→ ABOUT THIS TASK: What is needed is an exact copy of all the records below.

→ RECORDS:
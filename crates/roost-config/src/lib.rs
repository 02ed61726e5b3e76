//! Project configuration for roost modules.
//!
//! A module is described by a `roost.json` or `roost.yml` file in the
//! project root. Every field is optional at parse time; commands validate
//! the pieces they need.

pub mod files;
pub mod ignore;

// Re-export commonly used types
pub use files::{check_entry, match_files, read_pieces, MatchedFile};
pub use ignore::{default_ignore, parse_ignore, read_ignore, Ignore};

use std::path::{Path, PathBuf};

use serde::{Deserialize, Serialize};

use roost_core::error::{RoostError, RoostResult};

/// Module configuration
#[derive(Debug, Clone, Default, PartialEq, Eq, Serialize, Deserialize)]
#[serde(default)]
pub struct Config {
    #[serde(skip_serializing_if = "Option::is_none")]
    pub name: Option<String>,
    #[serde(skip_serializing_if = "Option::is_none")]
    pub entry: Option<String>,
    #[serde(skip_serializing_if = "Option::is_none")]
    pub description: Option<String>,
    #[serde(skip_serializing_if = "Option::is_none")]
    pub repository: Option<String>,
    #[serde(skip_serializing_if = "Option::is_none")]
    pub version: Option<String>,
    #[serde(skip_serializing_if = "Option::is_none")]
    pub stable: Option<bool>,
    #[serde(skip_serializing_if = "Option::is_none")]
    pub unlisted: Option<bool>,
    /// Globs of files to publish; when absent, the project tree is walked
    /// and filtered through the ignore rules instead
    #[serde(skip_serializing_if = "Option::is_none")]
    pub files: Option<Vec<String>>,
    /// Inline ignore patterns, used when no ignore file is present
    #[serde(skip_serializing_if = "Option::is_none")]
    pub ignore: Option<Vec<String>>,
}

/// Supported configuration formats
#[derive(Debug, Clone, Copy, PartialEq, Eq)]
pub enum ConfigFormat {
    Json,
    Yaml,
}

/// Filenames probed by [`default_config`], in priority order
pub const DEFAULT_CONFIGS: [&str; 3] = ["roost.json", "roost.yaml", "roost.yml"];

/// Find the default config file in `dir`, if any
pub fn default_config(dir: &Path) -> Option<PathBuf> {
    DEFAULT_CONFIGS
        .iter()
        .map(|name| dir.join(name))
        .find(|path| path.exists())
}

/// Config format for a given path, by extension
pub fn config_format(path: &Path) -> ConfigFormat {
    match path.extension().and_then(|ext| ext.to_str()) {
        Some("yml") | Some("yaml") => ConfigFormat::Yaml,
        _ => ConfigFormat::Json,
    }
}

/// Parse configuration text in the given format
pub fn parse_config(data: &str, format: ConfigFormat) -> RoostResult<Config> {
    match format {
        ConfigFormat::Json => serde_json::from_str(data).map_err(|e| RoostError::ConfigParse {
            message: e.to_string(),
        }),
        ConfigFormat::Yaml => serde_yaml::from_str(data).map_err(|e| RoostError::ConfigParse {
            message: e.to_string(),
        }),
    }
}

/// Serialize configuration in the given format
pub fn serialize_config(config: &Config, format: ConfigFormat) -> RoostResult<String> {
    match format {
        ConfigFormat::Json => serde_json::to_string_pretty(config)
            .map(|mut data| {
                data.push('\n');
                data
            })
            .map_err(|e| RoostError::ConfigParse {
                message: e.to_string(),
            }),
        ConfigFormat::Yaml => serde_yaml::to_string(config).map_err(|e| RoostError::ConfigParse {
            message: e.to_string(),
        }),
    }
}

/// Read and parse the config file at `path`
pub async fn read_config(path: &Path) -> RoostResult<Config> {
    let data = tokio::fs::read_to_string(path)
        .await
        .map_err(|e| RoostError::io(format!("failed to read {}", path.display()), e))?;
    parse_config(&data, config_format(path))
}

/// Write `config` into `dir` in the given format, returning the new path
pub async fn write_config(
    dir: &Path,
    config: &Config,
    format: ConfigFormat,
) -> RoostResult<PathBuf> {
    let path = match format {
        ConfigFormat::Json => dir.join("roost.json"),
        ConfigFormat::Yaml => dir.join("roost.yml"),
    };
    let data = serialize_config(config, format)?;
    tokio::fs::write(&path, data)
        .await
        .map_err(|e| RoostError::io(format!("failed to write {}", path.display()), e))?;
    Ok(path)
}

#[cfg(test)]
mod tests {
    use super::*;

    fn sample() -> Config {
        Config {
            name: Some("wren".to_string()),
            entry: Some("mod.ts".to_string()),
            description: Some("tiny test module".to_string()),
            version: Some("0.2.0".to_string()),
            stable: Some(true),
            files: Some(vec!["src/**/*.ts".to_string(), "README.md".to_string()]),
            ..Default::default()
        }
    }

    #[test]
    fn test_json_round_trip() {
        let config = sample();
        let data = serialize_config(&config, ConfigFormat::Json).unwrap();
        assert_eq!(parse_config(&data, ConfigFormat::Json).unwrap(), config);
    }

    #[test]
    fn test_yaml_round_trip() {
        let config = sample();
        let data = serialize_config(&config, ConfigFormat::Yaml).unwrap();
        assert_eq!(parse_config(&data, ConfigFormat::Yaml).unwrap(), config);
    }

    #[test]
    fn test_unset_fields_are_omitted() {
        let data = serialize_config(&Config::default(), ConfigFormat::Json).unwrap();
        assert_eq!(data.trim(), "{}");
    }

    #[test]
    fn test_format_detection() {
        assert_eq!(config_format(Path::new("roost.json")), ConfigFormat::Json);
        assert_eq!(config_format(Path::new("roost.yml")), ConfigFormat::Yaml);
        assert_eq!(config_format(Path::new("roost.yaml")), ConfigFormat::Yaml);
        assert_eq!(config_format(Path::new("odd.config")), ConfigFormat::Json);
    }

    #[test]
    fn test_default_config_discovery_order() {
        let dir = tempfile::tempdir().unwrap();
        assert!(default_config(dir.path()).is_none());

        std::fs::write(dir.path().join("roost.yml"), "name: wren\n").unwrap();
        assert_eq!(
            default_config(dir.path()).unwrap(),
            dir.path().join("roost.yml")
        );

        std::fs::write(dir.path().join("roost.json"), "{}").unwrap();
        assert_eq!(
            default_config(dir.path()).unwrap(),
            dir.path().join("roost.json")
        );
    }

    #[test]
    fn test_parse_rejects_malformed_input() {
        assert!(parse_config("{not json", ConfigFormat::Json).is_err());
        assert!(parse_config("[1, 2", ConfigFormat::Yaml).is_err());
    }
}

→ RESULT OF THE TASK:
filename crates/roost-config/src/lib.rs
repository 02ed61726e5b3e76
//! Project configuration for roost modules.
//!
//! A module is described by a `roost.json` or `roost.yml` file in the
//! project root. Every field is optional at parse time; commands validate
//! the pieces they need.

pub mod files;
pub mod ignore;

// Re-export commonly used types
pub use files::{check_entry, match_files, read_pieces, MatchedFile};
pub use ignore::{default_ignore, parse_ignore, read_ignore, Ignore};

use std::path::{Path, PathBuf};

use serde::{Deserialize, Serialize};

use roost_core::error::{RoostError, RoostResult};

/// Module configuration
#[derive(Debug, Clone, Default, PartialEq, Eq, Serialize, Deserialize)]
#[serde(default)]
pub struct Config {
    #[serde(skip_serializing_if = "Option::is_none")]
    pub name: Option<String>,
    #[serde(skip_serializing_if = "Option::is_none")]
    pub entry: Option<String>,
    #[serde(skip_serializing_if = "Option::is_none")]
    pub description: Option<String>,
    #[serde(skip_serializing_if = "Option::is_none")]
    pub repository: Option<String>,
    #[serde(skip_serializing_if = "Option::is_none")]
    pub version: Option<String>,
    #[serde(skip_serializing_if = "Option::is_none")]
    pub stable: Option<bool>,
    #[serde(skip_serializing_if = "Option::is_none")]
    pub unlisted: Option<bool>,
    /// Globs of files to publish; when absent, the project tree is walked
    /// and filtered through the ignore rules instead
    #[serde(skip_serializing_if = "Option::is_none")]
    pub files: Option<Vec<String>>,
    /// Inline ignore patterns, used when no ignore file is present
    #[serde(skip_serializing_if = "Option::is_none")]
    pub ignore: Option<Vec<String>>,
}

/// Supported configuration formats
#[derive(Debug, Clone, Copy, PartialEq, Eq)]
pub enum ConfigFormat {
    Json,
    Yaml,
}

/// Filenames probed by [`default_config`], in priority order
pub const DEFAULT_CONFIGS: [&str; 3] = ["roost.json", "roost.yaml", "roost.yml"];

/// Find the default config file in `dir`, if any
pub fn default_config(dir: &Path) -> Option<PathBuf> {
    DEFAULT_CONFIGS
        .iter()
        .map(|name| dir.join(name))
        .find(|path| path.exists())
}

/// Config format for a given path, by extension
pub fn config_format(path: &Path) -> ConfigFormat {
    match path.extension().and_then(|ext| ext.to_str()) {
        Some("yml") | Some("yaml") => ConfigFormat::Yaml,
        _ => ConfigFormat::Json,
    }
}

/// Parse configuration text in the given format
pub fn parse_config(data: &str, format: ConfigFormat) -> RoostResult<Config> {
    match format {
        ConfigFormat::Json => serde_json::from_str(data).map_err(|e| RoostError::ConfigParse {
            message: e.to_string(),
        }),
        ConfigFormat::Yaml => serde_yaml::from_str(data).map_err(|e| RoostError::ConfigParse {
            message: e.to_string(),
        }),
    }
}

/// Serialize configuration in the given format
pub fn serialize_config(config: &Config, format: ConfigFormat) -> RoostResult<String> {
    match format {
        ConfigFormat::Json => serde_json::to_string_pretty(config)
            .map(|mut data| {
                data.push('\n');
                data
            })
            .map_err(|e| RoostError::ConfigParse {
                message: e.to_string(),
            }),
        ConfigFormat::Yaml => serde_yaml::to_string(config).map_err(|e| RoostError::ConfigParse {
            message: e.to_string(),
        }),
    }
}

/// Read and parse the config file at `path`
pub async fn read_config(path: &Path) -> RoostResult<Config> {
    let data = tokio::fs::read_to_string(path)
        .await
        .map_err(|e| RoostError::io(format!("failed to read {}", path.display()), e))?;
    parse_config(&data, config_format(path))
}

/// Write `config` into `dir` in the given format, returning the new path
pub async fn write_config(
    dir: &Path,
    config: &Config,
    format: ConfigFormat,
) -> RoostResult<PathBuf> {
    let path = match format {
        ConfigFormat::Json => dir.join("roost.json"),
        ConfigFormat::Yaml => dir.join("roost.yml"),
    };
    let data = serialize_config(config, format)?;
    tokio::fs::write(&path, data)
        .await
        .map_err(|e| RoostError::io(format!("failed to write {}", path.display()), e))?;
    Ok(path)
}

#[cfg(test)]
mod tests {
    use super::*;

    fn sample() -> Config {
        Config {
            name: Some("wren".to_string()),
            entry: Some("mod.ts".to_string()),
            description: Some("tiny test module".to_string()),
            version: Some("0.2.0".to_string()),
            stable: Some(true),
            files: Some(vec!["src/**/*.ts".to_string(), "README.md".to_string()]),
            ..Default::default()
        }
    }

    #[test]
    fn test_json_round_trip() {
        let config = sample();
        let data = serialize_config(&config, ConfigFormat::Json).unwrap();
        assert_eq!(parse_config(&data, ConfigFormat::Json).unwrap(), config);
    }

    #[test]
    fn test_yaml_round_trip() {
        let config = sample();
        let data = serialize_config(&config, ConfigFormat::Yaml).unwrap();
        assert_eq!(parse_config(&data, ConfigFormat::Yaml).unwrap(), config);
    }

    #[test]
    fn test_unset_fields_are_omitted() {
        let data = serialize_config(&Config::default(), ConfigFormat::Json).unwrap();
        assert_eq!(data.trim(), "{}");
    }

    #[test]
    fn test_format_detection() {
        assert_eq!(config_format(Path::new("roost.json")), ConfigFormat::Json);
        assert_eq!(config_format(Path::new("roost.yml")), ConfigFormat::Yaml);
        assert_eq!(config_format(Path::new("roost.yaml")), ConfigFormat::Yaml);
        assert_eq!(config_format(Path::new("odd.config")), ConfigFormat::Json);
    }

    #[test]
    fn test_default_config_discovery_order() {
        let dir = tempfile::tempdir().unwrap();
        assert!(default_config(dir.path()).is_none());

        std::fs::write(dir.path().join("roost.yml"), "name: wren\n").unwrap();
        assert_eq!(
            default_config(dir.path()).unwrap(),
            dir.path().join("roost.yml")
        );

        std::fs::write(dir.path().join("roost.json"), "{}").unwrap();
        assert_eq!(
            default_config(dir.path()).unwrap(),
            dir.path().join("roost.json")
        );
    }

    #[test]
    fn test_parse_rejects_malformed_input() {
        assert!(parse_config("{not json", ConfigFormat::Json).is_err());
        assert!(parse_config("[1, 2", ConfigFormat::Yaml).is_err());
    }
}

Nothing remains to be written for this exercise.